情報社会と盲目

病気もなく、老いも死もない世界には、ならない。

余命を宣告されてもされなくても、死なない人などいないし、

突発的に生命を断たれることもある。

だけど、やはり命が失われることは、その人のまわりを悲しくさせる。

仮に僕の息子が凶悪犯で何人もの罪のない人を殺害したために死刑となったとして、死刑やむなしと頭でわかってはいても、やはり比べようもなく悲しい気持ちになるだろう。

話が少し逸れたけど、一人の人の死が遺族やその周囲に与える無情さを想像し、あるいは記事などで疑似体験するとき、胸が張り裂けそうな悲しみを覚える。それはいつだってすぐ隣にある事態だし、常に多くの命が失われているわけだから、意図しているのかは別として、目を逸らしている事実だ。

コロナが終息し、各地で毎年追悼行事が行われていくであろう一方で、そんな事があったのはずいぶん昔だという様に、人々は日常を取り戻し、無邪気な消費の日々に埋没するのだろう。

マズローの5段階欲求を思い出している。

先進国は一時的に自己実現を抑制された社会を経験しているが、まもなく元に戻るだろう。でもこうした経験の後では、自己実現の意味が少し変わっているのではないだろうか。たとえば「安心して生きられる社会」へと。
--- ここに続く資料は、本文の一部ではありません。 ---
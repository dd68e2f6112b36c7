//! Dashboard shell: store runtime and effect execution.
//!
//! The shell owns the state tree from `dashboard_core`, pumps messages
//! through the pure update function, executes the returned effects against
//! the embedding application's [`AuthService`], and pushes fresh view models
//! to subscribers whenever the state changed.
mod effects;
mod logging;
mod service;
mod store;

pub use effects::EffectRunner;
pub use logging::{initialize as initialize_logging, LogDestination};
pub use service::{AuthService, AuthServiceError};
pub use store::Store;
use std::sync::mpsc;

use dashboard_core::{update, AppState, AppViewModel, LoginViewModel, Msg};
use store_logging::store_debug;

use crate::effects::EffectRunner;
use crate::service::AuthService;

type Subscriber = Box<dyn FnMut(&AppViewModel) + Send>;

/// Owns the application state and pumps messages through the pure core.
///
/// The state itself is confined to whichever thread drives the store;
/// background collaborators get a [`mpsc::Sender<Msg>`] via [`Store::sender`]
/// and feed the pump from wherever they run. Service replies queued by an
/// effect are picked up on the next [`Store::process_pending`] call, so the
/// embedding shell drives the store from its tick loop.
pub struct Store {
    state: AppState,
    msg_tx: mpsc::Sender<Msg>,
    msg_rx: mpsc::Receiver<Msg>,
    runner: EffectRunner,
    subscribers: Vec<Subscriber>,
    dispatch_seq: u64,
}

impl Store {
    pub fn new(service: Box<dyn AuthService>) -> Self {
        let (msg_tx, msg_rx) = mpsc::channel();
        let runner = EffectRunner::new(service, msg_tx.clone());
        Self {
            state: AppState::new(),
            msg_tx,
            msg_rx,
            runner,
            subscribers: Vec::new(),
            dispatch_seq: 0,
        }
    }

    /// Sender half used by background collaborators to push messages in.
    pub fn sender(&self) -> mpsc::Sender<Msg> {
        self.msg_tx.clone()
    }

    /// Registers a callback invoked with a fresh view model after each
    /// update that actually changed the state.
    pub fn subscribe(&mut self, subscriber: impl FnMut(&AppViewModel) + Send + 'static) {
        self.subscribers.push(Box::new(subscriber));
    }

    /// Read-side access for the initial render.
    pub fn view(&self) -> AppViewModel {
        self.state.view()
    }

    /// The login view projection of the current state.
    pub fn login_view(&self) -> LoginViewModel {
        self.state.login_view()
    }

    /// Drains queued messages and runs each through the core.
    pub fn process_pending(&mut self) {
        let mut inbox = Vec::new();
        while let Ok(msg) = self.msg_rx.try_recv() {
            inbox.push(msg);
        }
        for msg in inbox {
            self.dispatch(msg);
        }
    }

    /// Runs one message through the pure update and fans out its effects.
    pub fn dispatch(&mut self, msg: Msg) {
        self.dispatch_seq += 1;
        store_logging::set_dispatch_seq(self.dispatch_seq);
        store_debug!("dispatching {:?}", msg);

        let state = std::mem::take(&mut self.state);
        let (state, effects) = update(state, msg);
        self.state = state;

        if !effects.is_empty() {
            self.runner.run(effects);
        }

        // View computed before the dirty flag is consumed, so subscribers
        // see the flag as the update left it.
        let view = self.state.view();
        if self.state.consume_dirty() {
            for subscriber in &mut self.subscribers {
                subscriber(&view);
            }
        }
    }
}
コロナ以降、先進国の人々は忍耐強くなるかもしれない。

豊かさや体制の差違が「安心して生きられる世界」と比較して、どれほど重要なのだろか。公平さと平等とは必ずしも一致しないのだから、常に不満は起こるだろうし、その不満はもっともだろう。けれど先進国から沸き起こるであろうこの不満を乗り越え、耐えた後には、南米やアフリカでさえも人々が自己実現可能な社会を獲得できるのであれば、悪くない話だ。

目を逸らさずに、共感することができれば。